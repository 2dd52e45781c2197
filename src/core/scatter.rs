use crate::core::{ImageSize, TileOffset, UnitScale};
use crate::error::{MosaicError, MosaicResult};

/// Indices of points kept after decluttering, in input order.
///
/// Points live on the unit square. The shown set starts with the sentinel
/// corner `(1, 1)`; a point whose squared distance to any shown point is below
/// `threshold` is skipped, otherwise it joins the shown set.
#[must_use]
pub fn declutter(points: &[[f64; 2]], threshold: Option<f64>) -> Vec<usize> {
    let Some(threshold) = threshold.filter(|t| *t > 0.0) else {
        return (0..points.len()).collect();
    };

    let mut shown: Vec<[f64; 2]> = vec![[1.0, 1.0]];
    let mut kept = Vec::new();
    for (index, point) in points.iter().enumerate() {
        let nearest = shown
            .iter()
            .map(|other| {
                let dx = point[0] - other[0];
                let dy = point[1] - other[1];
                dx * dx + dy * dy
            })
            .fold(f64::INFINITY, f64::min);
        if nearest < threshold {
            continue;
        }
        shown.push(*point);
        kept.push(index);
    }
    kept
}

/// Maps unit-square points to tile offsets on a scatter canvas.
///
/// The y axis points up and tiles are inset by half their size so every
/// image stays fully inside the canvas.
#[derive(Debug, Clone, Copy, PartialEq)]
pub struct ScatterLayout {
    canvas: ImageSize,
    tile: ImageSize,
    x_scale: UnitScale,
    y_scale: UnitScale,
}

impl ScatterLayout {
    pub fn new(canvas: ImageSize, tile: ImageSize) -> MosaicResult<Self> {
        if !canvas.is_valid() || !tile.is_valid() {
            return Err(MosaicError::InvalidData(
                "scatter canvas and tile sizes must be > 0".to_owned(),
            ));
        }
        if tile.width > canvas.width || tile.height > canvas.height {
            return Err(MosaicError::InvalidData(format!(
                "scatter tile {tile} does not fit canvas {canvas}"
            )));
        }

        Ok(Self {
            canvas,
            tile,
            x_scale: UnitScale::new(0.0, f64::from(canvas.width - tile.width))?,
            y_scale: UnitScale::new(0.0, f64::from(canvas.height - tile.height))?,
        })
    }

    #[must_use]
    pub fn canvas_size(self) -> ImageSize {
        self.canvas
    }

    #[must_use]
    pub fn tile(self) -> ImageSize {
        self.tile
    }

    #[must_use]
    pub fn placement(self, point: [f64; 2]) -> TileOffset {
        let x = self.x_scale.to_pixel(point[0].clamp(0.0, 1.0)).round();
        let y = self.y_scale.to_pixel(1.0 - point[1].clamp(0.0, 1.0)).round();
        TileOffset::new(x as u32, y as u32)
    }
}

#[cfg(test)]
mod tests {
    use super::{ScatterLayout, declutter};
    use crate::core::{ImageSize, TileOffset};

    #[test]
    fn declutter_without_threshold_keeps_everything() {
        assert_eq!(declutter(&[[1.0, 1.0], [0.0, 0.0]], None), vec![0, 1]);
    }

    #[test]
    fn declutter_drops_points_near_shown_ones_and_sentinel() {
        let points = [[0.0, 0.0], [0.05, 0.0], [0.98, 0.98], [0.5, 0.5]];
        assert_eq!(declutter(&points, Some(0.01)), vec![0, 3]);
    }

    #[test]
    fn origin_maps_to_bottom_left() {
        let layout = ScatterLayout::new(ImageSize::new(100, 50), ImageSize::square(10))
            .expect("layout");
        assert_eq!(layout.placement([0.0, 0.0]), TileOffset::new(0, 40));
        assert_eq!(layout.placement([1.0, 1.0]), TileOffset::new(90, 0));
        assert_eq!(layout.placement([0.5, 0.5]), TileOffset::new(45, 20));
    }
}
use serde::{Deserialize, Serialize};

use crate::error::{MosaicError, MosaicResult};

/// RGBA color in normalized 0..=1 channel values.
#[derive(Debug, Clone, Copy, PartialEq, Serialize, Deserialize)]
pub struct Color {
    pub red: f64,
    pub green: f64,
    pub blue: f64,
    pub alpha: f64,
}

impl Color {
    pub const WHITE: Self = Self::rgb(1.0, 1.0, 1.0);
    pub const BLACK: Self = Self::rgb(0.0, 0.0, 0.0);

    #[must_use]
    pub const fn rgba(red: f64, green: f64, blue: f64, alpha: f64) -> Self {
        Self {
            red,
            green,
            blue,
            alpha,
        }
    }

    #[must_use]
    pub const fn rgb(red: f64, green: f64, blue: f64) -> Self {
        Self::rgba(red, green, blue, 1.0)
    }

    #[must_use]
    pub fn from_rgb8(rgb: [u8; 3]) -> Self {
        Self::rgb(
            f64::from(rgb[0]) / 255.0,
            f64::from(rgb[1]) / 255.0,
            f64::from(rgb[2]) / 255.0,
        )
    }

    pub fn validate(self) -> MosaicResult<()> {
        for (channel, value) in [
            ("red", self.red),
            ("green", self.green),
            ("blue", self.blue),
            ("alpha", self.alpha),
        ] {
            if !value.is_finite() || !(0.0..=1.0).contains(&value) {
                return Err(MosaicError::InvalidData(format!(
                    "color channel `{channel}` must be finite and in [0, 1]"
                )));
            }
        }
        Ok(())
    }

    /// Opaque 8-bit pixel; alpha is composited over white.
    #[must_use]
    pub fn to_rgb8(self) -> image::Rgb<u8> {
        let over_white = |channel: f64| {
            let mixed = channel * self.alpha + (1.0 - self.alpha);
            (mixed * 255.0).round().clamp(0.0, 255.0) as u8
        };
        image::Rgb([
            over_white(self.red),
            over_white(self.green),
            over_white(self.blue),
        ])
    }
}

impl Default for Color {
    fn default() -> Self {
        Self::WHITE
    }
}

/// Labelled position along the vertical axis, in canvas pixels from the top.
#[derive(Debug, Clone, PartialEq, Serialize, Deserialize)]
pub struct AxisTick {
    pub position_px: f64,
    pub label: String,
}

impl AxisTick {
    #[must_use]
    pub fn new(position_px: f64, label: impl Into<String>) -> Self {
        Self {
            position_px,
            label: label.into(),
        }
    }

    pub fn validate(&self, extent_px: u32) -> MosaicResult<()> {
        if !self.position_px.is_finite()
            || self.position_px < 0.0
            || self.position_px > f64::from(extent_px)
        {
            return Err(MosaicError::InvalidData(format!(
                "tick `{}` at {} lies outside [0, {extent_px}]",
                self.label, self.position_px
            )));
        }
        Ok(())
    }
}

■ ■ ■ ■ ■

Requirement:
Return all of the above records exactly, leaving no line out.

Solution to this exercise:
repository 2dd52e45781c2197
filename src/core/scatter.rs
use crate::core::{ImageSize, TileOffset, UnitScale};
use crate::error::{MosaicError, MosaicResult};

/// Indices of points kept after decluttering, in input order.
///
/// Points live on the unit square. The shown set starts with the sentinel
/// corner `(1, 1)`; a point whose squared distance to any shown point is below
/// `threshold` is skipped, otherwise it joins the shown set.
#[must_use]
pub fn declutter(points: &[[f64; 2]], threshold: Option<f64>) -> Vec<usize> {
    let Some(threshold) = threshold.filter(|t| *t > 0.0) else {
        return (0..points.len()).collect();
    };

    let mut shown: Vec<[f64; 2]> = vec![[1.0, 1.0]];
    let mut kept = Vec::new();
    for (index, point) in points.iter().enumerate() {
        let nearest = shown
            .iter()
            .map(|other| {
                let dx = point[0] - other[0];
                let dy = point[1] - other[1];
                dx * dx + dy * dy
            })
            .fold(f64::INFINITY, f64::min);
        if nearest < threshold {
            continue;
        }
        shown.push(*point);
        kept.push(index);
    }
    kept
}

/// Maps unit-square points to tile offsets on a scatter canvas.
///
/// The y axis points up and tiles are inset by half their size so every
/// image stays fully inside the canvas.
#[derive(Debug, Clone, Copy, PartialEq)]
pub struct ScatterLayout {
    canvas: ImageSize,
    tile: ImageSize,
    x_scale: UnitScale,
    y_scale: UnitScale,
}

impl ScatterLayout {
    pub fn new(canvas: ImageSize, tile: ImageSize) -> MosaicResult<Self> {
        if !canvas.is_valid() || !tile.is_valid() {
            return Err(MosaicError::InvalidData(
                "scatter canvas and tile sizes must be > 0".to_owned(),
            ));
        }
        if tile.width > canvas.width || tile.height > canvas.height {
            return Err(MosaicError::InvalidData(format!(
                "scatter tile {tile} does not fit canvas {canvas}"
            )));
        }

        Ok(Self {
            canvas,
            tile,
            x_scale: UnitScale::new(0.0, f64::from(canvas.width - tile.width))?,
            y_scale: UnitScale::new(0.0, f64::from(canvas.height - tile.height))?,
        })
    }

    #[must_use]
    pub fn canvas_size(self) -> ImageSize {
        self.canvas
    }

    #[must_use]
    pub fn tile(self) -> ImageSize {
        self.tile
    }

    #[must_use]
    pub fn placement(self, point: [f64; 2]) -> TileOffset {
        let x = self.x_scale.to_pixel(point[0].clamp(0.0, 1.0)).round();
        let y = self.y_scale.to_pixel(1.0 - point[1].clamp(0.0, 1.0)).round();
        TileOffset::new(x as u32, y as u32)
    }
}

#[cfg(test)]
mod tests {
    use super::{ScatterLayout, declutter};
    use crate::core::{ImageSize, TileOffset};

    #[test]
    fn declutter_without_threshold_keeps_everything() {
        assert_eq!(declutter(&[[1.0, 1.0], [0.0, 0.0]], None), vec![0, 1]);
    }

    #[test]
    fn declutter_drops_points_near_shown_ones_and_sentinel() {
        let points = [[0.0, 0.0], [0.05, 0.0], [0.98, 0.98], [0.5, 0.5]];
        assert_eq!(declutter(&points, Some(0.01)), vec![0, 3]);
    }

    #[test]
    fn origin_maps_to_bottom_left() {
        let layout = ScatterLayout::new(ImageSize::new(100, 50), ImageSize::square(10))
            .expect("layout");
        assert_eq!(layout.placement([0.0, 0.0]), TileOffset::new(0, 40));
        assert_eq!(layout.placement([1.0, 1.0]), TileOffset::new(90, 0));
        assert_eq!(layout.placement([0.5, 0.5]), TileOffset::new(45, 20));
    }
}
use serde::{Deserialize, Serialize};

use crate::error::{MosaicError, MosaicResult};

/// RGBA color in normalized 0..=1 channel values.
#[derive(Debug, Clone, Copy, PartialEq, Serialize, Deserialize)]
pub struct Color {
    pub red: f64,
    pub green: f64,
    pub blue: f64,
    pub alpha: f64,
}

impl Color {
    pub const WHITE: Self = Self::rgb(1.0, 1.0, 1.0);
    pub const BLACK: Self = Self::rgb(0.0, 0.0, 0.0);

    #[must_use]
    pub const fn rgba(red: f64, green: f64, blue: f64, alpha: f64) -> Self {
        Self {
            red,
            green,
            blue,
            alpha,
        }
    }

    #[must_use]
    pub const fn rgb(red: f64, green: f64, blue: f64) -> Self {
        Self::rgba(red, green, blue, 1.0)
    }

    #[must_use]
    pub fn from_rgb8(rgb: [u8; 3]) -> Self {
        Self::rgb(
            f64::from(rgb[0]) / 255.0,
            f64::from(rgb[1]) / 255.0,
            f64::from(rgb[2]) / 255.0,
        )
    }

    pub fn validate(self) -> MosaicResult<()> {
        for (channel, value) in [
            ("red", self.red),
            ("green", self.green),
            ("blue", self.blue),
            ("alpha", self.alpha),
        ] {
            if !value.is_finite() || !(0.0..=1.0).contains(&value) {
                return Err(MosaicError::InvalidData(format!(
                    "color channel `{channel}` must be finite and in [0, 1]"
                )));
            }
        }
        Ok(())
    }

    /// Opaque 8-bit pixel; alpha is composited over white.
    #[must_use]
    pub fn to_rgb8(self) -> image::Rgb<u8> {
        let over_white = |channel: f64| {
            let mixed = channel * self.alpha + (1.0 - self.alpha);
            (mixed * 255.0).round().clamp(0.0, 255.0) as u8
        };
        image::Rgb([
            over_white(self.red),
            over_white(self.green),
            over_white(self.blue),
        ])
    }
}

impl Default for Color {
    fn default() -> Self {
        Self::WHITE
    }
}

/// Labelled position along the vertical axis, in canvas pixels from the top.
#[derive(Debug, Clone, PartialEq, Serialize, Deserialize)]
pub struct AxisTick {
    pub position_px: f64,
    pub label: String,
}

impl AxisTick {
    #[must_use]
    pub fn new(position_px: f64, label: impl Into<String>) -> Self {
        Self {
            position_px,
            label: label.into(),
        }
    }

    pub fn validate(&self, extent_px: u32) -> MosaicResult<()> {
        if !self.position_px.is_finite()
            || self.position_px < 0.0
            || self.position_px > f64::from(extent_px)
        {
            return Err(MosaicError::InvalidData(format!(
                "tick `{}` at {} lies outside [0, {extent_px}]",
                self.label, self.position_px
            )));
        }
        Ok(())
    }
}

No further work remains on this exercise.